Yesterday the Columbus Dispatch reported on voter registrations by campaign workers and others (like the Vote from Home folks) who did not live in Ohio, and how election officials are responding.
Franklin County Prosecutor Ron O’Brien is telling the presidential campaigns in Ohio that if their out-of-state staff members are just passing through for the Nov. 4 election with no plans to remain, they shouldn’t vote in the state, either.
O’Brien has spoken to attorneys for both campaigns and asked election officials to review the residency status of John McCain’s and Barack Obama’s staff members, as well as those of other get-out-the-vote groups, who have few Ohio ties but registered and requested absentee ballots.
“One thing that is crystal-clear is the law — if you are a temporary resident or a visitor, you are not entitled to register to vote and you’re not entitled to vote,” O’Brien, a Republican, told The Dispatch yesterday. . . .

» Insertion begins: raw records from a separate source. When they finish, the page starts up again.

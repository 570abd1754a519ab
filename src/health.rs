use axum::Extension;
use chrono::{DateTime, Utc};
use serde::Serialize;

use crate::models::{CERTIFICATES, USERS};
use crate::{proceeds, AppState, Payload};

/// Liveness probe. Counting both collections also proves the store answers.
pub async fn health(Extension(state): Extension<AppState>) -> Payload<Health> {
    let usuarios = state.store.count(USERS).await?;
    let atestados = state.store.count(CERTIFICATES).await?;
    proceeds(Health {
        data: HealthData {
            timestamp: Utc::now(),
            collections: Collections {
                usuarios,
                atestados,
            },
        },
    })
}

#[derive(Debug, Clone, Serialize)]
pub struct Health {
    data: HealthData,
}

#[derive(Debug, Clone, Serialize)]
pub struct HealthData {
    timestamp: DateTime<Utc>,
    collections: Collections,
}

#[derive(Debug, Clone, Serialize)]
pub struct Collections {
    usuarios: u64,
    atestados: u64,
}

O’Brien’s comments about campaign staffers’ residency came after a liberal group filed an election complaint alleging that members of McCain’s campaign were no different than out-of-state Obama supporters accused of improperly registering and voting here. . . .
Both campaigns’ Ohio spokesmen — Paul Lindsay for McCain and Isaac Baker for Obama — are among the out-of-staters who’ve registered in Ohio.
State law defines residency as a fixed habitation “to which, whenever the person is absent, the person has the intention of returning.” But the statute also says: “A person shall not be considered to have gained a residence in any county of this state into which the person comes for temporary purposes only, without the intention of making such county the permanent place of abode.”